An interesting development for poll watchers: when compared with January, Labour’s poll lead today is down a few percentage points — in some surveys by as much as half.
At the start of the year Keir Starmer’s party was polling around nine points clear of the Conservatives, a significant lead by any measure, but one warning I regularly issued was that the primary driver of Labour’s lead was 2019 Tory voters indicating apathy to pollsters (ie “don’t know” or “wouldn’t vote”), and they cannot be guaranteed to remain apathetic come election day. To my mind, this reduces the resilience of Labour’s lead, making it vulnerable to the stresses of a general election campaign.
Now, however, while Conservative voters are still notably apathetic, that is less of a driver of Labour’s lead than it was in January. And that’s pretty significant.
Labour’s lead fell at the outset of the war in Ukraine and then drifted upwards after Rishi Sunak’s perceived failure to address the cost-of-living crisis in his Spring Statement. The Chancellor’s ratings are now in freefall and so, too, are the Conservatives’ numbers on the economy.
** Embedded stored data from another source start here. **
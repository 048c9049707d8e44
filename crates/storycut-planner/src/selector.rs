//! Heuristic clip selection.
//!
//! Candidate windows are anchored at transcript segment starts and end on
//! later segment boundaries, so cuts land on natural speech edges. Each
//! window gets a retention score in [0, 100]; selection is greedy by score
//! under a pairwise non-overlap constraint with ties broken by earlier
//! start.

use tracing::debug;

use storycut_models::{
    ClipCandidate, ClipFeatures, MediaId, SceneCuts, SilenceMap, Transcript,
};

/// Clip selector configuration.
#[derive(Debug, Clone)]
pub struct SelectorConfig {
    /// Minimum candidate duration in seconds
    pub min_clip_s: f64,
    /// Maximum candidate duration in seconds
    pub max_clip_s: f64,
    /// Maximum number of candidates returned
    pub max_candidates: usize,
    /// Hook words matched case-insensitively against segment text
    pub hook_words: Vec<String>,
    /// Boundary-to-cut alignment tolerance in seconds
    pub scene_align_tolerance_s: f64,
}

impl Default for SelectorConfig {
    fn default() -> Self {
        Self {
            min_clip_s: 15.0,
            max_clip_s: 60.0,
            max_candidates: 5,
            hook_words: [
                "secret", "never", "always", "mistake", "why", "how", "best", "worst",
                "surprising", "nobody", "everyone", "free", "proven", "stop",
            ]
            .iter()
            .map(|s| s.to_string())
            .collect(),
            scene_align_tolerance_s: 0.25,
        }
    }
}

// Scoring weights. Density saturates at a brisk 2.5 words/second.
const DENSITY_FULL_WPS: f64 = 2.5;
const DENSITY_WEIGHT: f64 = 40.0;
const SILENCE_PENALTY: f64 = 30.0;
const KEYWORD_POINTS: f64 = 5.0;
const KEYWORD_CAP: f64 = 15.0;
const ALIGN_POINTS: f64 = 5.0;
const SHAPE_BONUS: f64 = 10.0;
const SHAPE_SWEET_LO: f64 = 20.0;
const SHAPE_SWEET_HI: f64 = 40.0;

/// Produce scored, non-overlapping clip candidates.
///
/// Returns an empty list when the transcript is missing or empty; a
/// candidate-less media is not an error.
pub fn select_clips(
    media_id: &MediaId,
    transcript: Option<&Transcript>,
    silence: Option<&SilenceMap>,
    cuts: Option<&SceneCuts>,
    duration: f64,
    config: &SelectorConfig,
) -> Vec<ClipCandidate> {
    let transcript = match transcript {
        Some(t) if !t.is_empty() => t,
        _ => return Vec::new(),
    };
    if duration <= 0.0 {
        return Vec::new();
    }

    let empty_silence = SilenceMap::empty();
    let silence = silence.unwrap_or(&empty_silence);
    let empty_cuts = SceneCuts::empty();
    let cuts = cuts.unwrap_or(&empty_cuts);

    let mut scored: Vec<ClipCandidate> = Vec::new();

    // Anchor a window at each segment start; extend over following segment
    // ends inside the duration band.
    for (i, anchor) in transcript.segments.iter().enumerate() {
        let start = anchor.start;
        for end_seg in &transcript.segments[i..] {
            let end = end_seg.end.min(duration);
            let len = end - start;
            if len < config.min_clip_s {
                continue;
            }
            if len > config.max_clip_s {
                break;
            }
            let candidate = score_window(
                media_id, transcript, silence, cuts, start, end, config,
            );
            scored.push(candidate);
        }
    }

    // Greedy by score, ties by earlier start
    scored.sort_by(|a, b| {
        b.score
            .partial_cmp(&a.score)
            .expect("scores are finite")
            .then(a.start.partial_cmp(&b.start).expect("starts are finite"))
    });

    let mut selected: Vec<ClipCandidate> = Vec::new();
    for candidate in scored {
        if selected.len() >= config.max_candidates {
            break;
        }
        if selected.iter().all(|s| !s.overlaps(&candidate)) {
            selected.push(candidate);
        }
    }

    selected.sort_by(|a, b| a.start.partial_cmp(&b.start).expect("starts are finite"));
    debug!(media_id = %media_id, count = selected.len(), "selected clip candidates");
    selected
}

fn score_window(
    media_id: &MediaId,
    transcript: &Transcript,
    silence: &SilenceMap,
    cuts: &SceneCuts,
    start: f64,
    end: f64,
    config: &SelectorConfig,
) -> ClipCandidate {
    let len = end - start;

    // Speech density: words from segments overlapping the window
    let mut words = 0usize;
    let mut hook_text: Option<String> = None;
    let mut keyword_hits = 0u32;

    for seg in &transcript.segments {
        if seg.end <= start || seg.start >= end {
            continue;
        }
        words += if seg.words.is_empty() {
            seg.text.split_whitespace().count()
        } else {
            seg.words.len()
        };
        if hook_text.is_none() && !seg.text.trim().is_empty() {
            hook_text = Some(seg.text.trim().to_string());
        }
        let lower = seg.text.to_lowercase();
        for hook in &config.hook_words {
            keyword_hits += lower.matches(hook.as_str()).count() as u32;
        }
    }

    let speech_density = words as f64 / len;
    let silence_ratio = silence.silence_ratio(start, end);
    let start_aligned = cuts.near_cut(start, config.scene_align_tolerance_s);
    let end_aligned = cuts.near_cut(end, config.scene_align_tolerance_s);

    let mut score = 0.0;
    score += (speech_density / DENSITY_FULL_WPS).min(1.0) * DENSITY_WEIGHT;
    score -= silence_ratio * SILENCE_PENALTY;
    score += (keyword_hits as f64 * KEYWORD_POINTS).min(KEYWORD_CAP);
    if start_aligned {
        score += ALIGN_POINTS;
    }
    if end_aligned {
        score += ALIGN_POINTS;
    }
    if (SHAPE_SWEET_LO..=SHAPE_SWEET_HI).contains(&len) {
        score += SHAPE_BONUS;
    } else if len < config.min_clip_s || len > config.max_clip_s {
        score -= SHAPE_BONUS;
    }

    ClipCandidate {
        media_id: media_id.clone(),
        start,
        end,
        score: score.clamp(0.0, 100.0),
        features: ClipFeatures {
            speech_density,
            silence_ratio,
            keyword_hits,
            scene_aligned: start_aligned || end_aligned,
        },
        hook_text,
    }
}

#[cfg(test)]
mod tests {
    use super::*;
    use storycut_models::TranscriptSegment;

    fn dense_transcript(duration: f64) -> Transcript {
        // 5-second segments of brisk speech across the timeline
        let mut segments = Vec::new();
        let mut t = 0.0;
        while t + 5.0 <= duration {
            segments.push(TranscriptSegment {
                start: t,
                end: t + 5.0,
                text: "ten words of speech fill this short segment right here".into(),
                confidence: None,
                words: vec![],
            });
            t += 5.0;
        }
        Transcript {
            segments,
            language: "en".into(),
        }
    }

    #[test]
    fn no_transcript_yields_no_candidates() {
        let out = select_clips(
            &MediaId::from("m"),
            None,
            None,
            None,
            120.0,
            &SelectorConfig::default(),
        );
        assert!(out.is_empty());

        let empty = Transcript::empty();
        let out = select_clips(
            &MediaId::from("m"),
            Some(&empty),
            None,
            None,
            120.0,
            &SelectorConfig::default(),
        );
        assert!(out.is_empty());
    }

    #[test]
    fn candidates_respect_duration_band_and_count() {
        let transcript = dense_transcript(300.0);
        let config = SelectorConfig::default();
        let out = select_clips(
            &MediaId::from("m"),
            Some(&transcript),
            None,
            None,
            300.0,
            &config,
        );

        assert!(!out.is_empty());
        assert!(out.len() <= config.max_candidates);
        for c in &out {
            assert!(c.duration() >= config.min_clip_s);
            assert!(c.duration() <= config.max_clip_s);
            assert!(c.score >= 0.0 && c.score <= 100.0);
            assert!(c.hook_text.is_some());
        }
    }

    #[test]
    fn candidates_never_overlap() {
        let transcript = dense_transcript(300.0);
        let out = select_clips(
            &MediaId::from("m"),
            Some(&transcript),
            None,
            None,
            300.0,
            &SelectorConfig::default(),
        );
        for (i, a) in out.iter().enumerate() {
            for b in &out[i + 1..] {
                assert!(!a.overlaps(b), "{:?} overlaps {:?}", (a.start, a.end), (b.start, b.end));
            }
        }
    }

    #[test]
    fn silence_drags_the_score_down() {
        let transcript = dense_transcript(60.0);
        let media = MediaId::from("m");
        let quiet = SilenceMap {
            intervals: vec![storycut_models::SilenceInterval {
                start: 0.0,
                end: 30.0,
            }],
            min_silence_s: 0.6,
        };

        let loud_score = select_clips(
            &media,
            Some(&transcript),
            None,
            None,
            60.0,
            &SelectorConfig::default(),
        )[0]
        .score;
        let quiet_score = select_clips(
            &media,
            Some(&transcript),
            Some(&quiet),
            None,
            60.0,
            &SelectorConfig::default(),
        )[0]
        .score;
        assert!(quiet_score < loud_score);
    }

    #[test]
    fn keyword_and_alignment_bonuses_apply() {
        let mut transcript = dense_transcript(60.0);
        transcript.segments[0].text = "the secret nobody tells you".into();
        let cuts = SceneCuts { cuts: vec![20.1] };

        let out = select_clips(
            &MediaId::from("m"),
            Some(&transcript),
            None,
            Some(&cuts),
            60.0,
            &SelectorConfig::default(),
        );
        let best = &out[0];
        assert!(best.features.keyword_hits >= 2);
        // A window ending near 20.1 exists and gets the alignment flag
        assert!(out.iter().any(|c| c.features.scene_aligned));
    }
}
At the same time, while Tory apathy has become entrenched, the number of Tory voters switching directly to Labour has risen. At the start of January, when Labour led by nine points, around 3 to 5 per cent of those who voted Conservative in 2019 were telling YouGov they’d vote Labour. Now that figure is 9 to 10 per cent.
That may not sound striking but by historic standards it is not to be dismissed. In 2010, when the Conservatives became the largest party, they were attracting around 13 per cent of those who voted Labour at the previous election (according to the pollster Populus). For Labour to be polling close to that with the 2019 Tory base is worthy of note.
It’s easier for parties to win back apathetic voters who once supported them than it is for them to convert voters who have changed parties. Tory apathy is a relatively easy problem for the Tories to solve but defection to Labour is not. I’m minded to think that Labour’s lead today of five to six points is slightly more firm than its lead of nine to ten points earlier this year.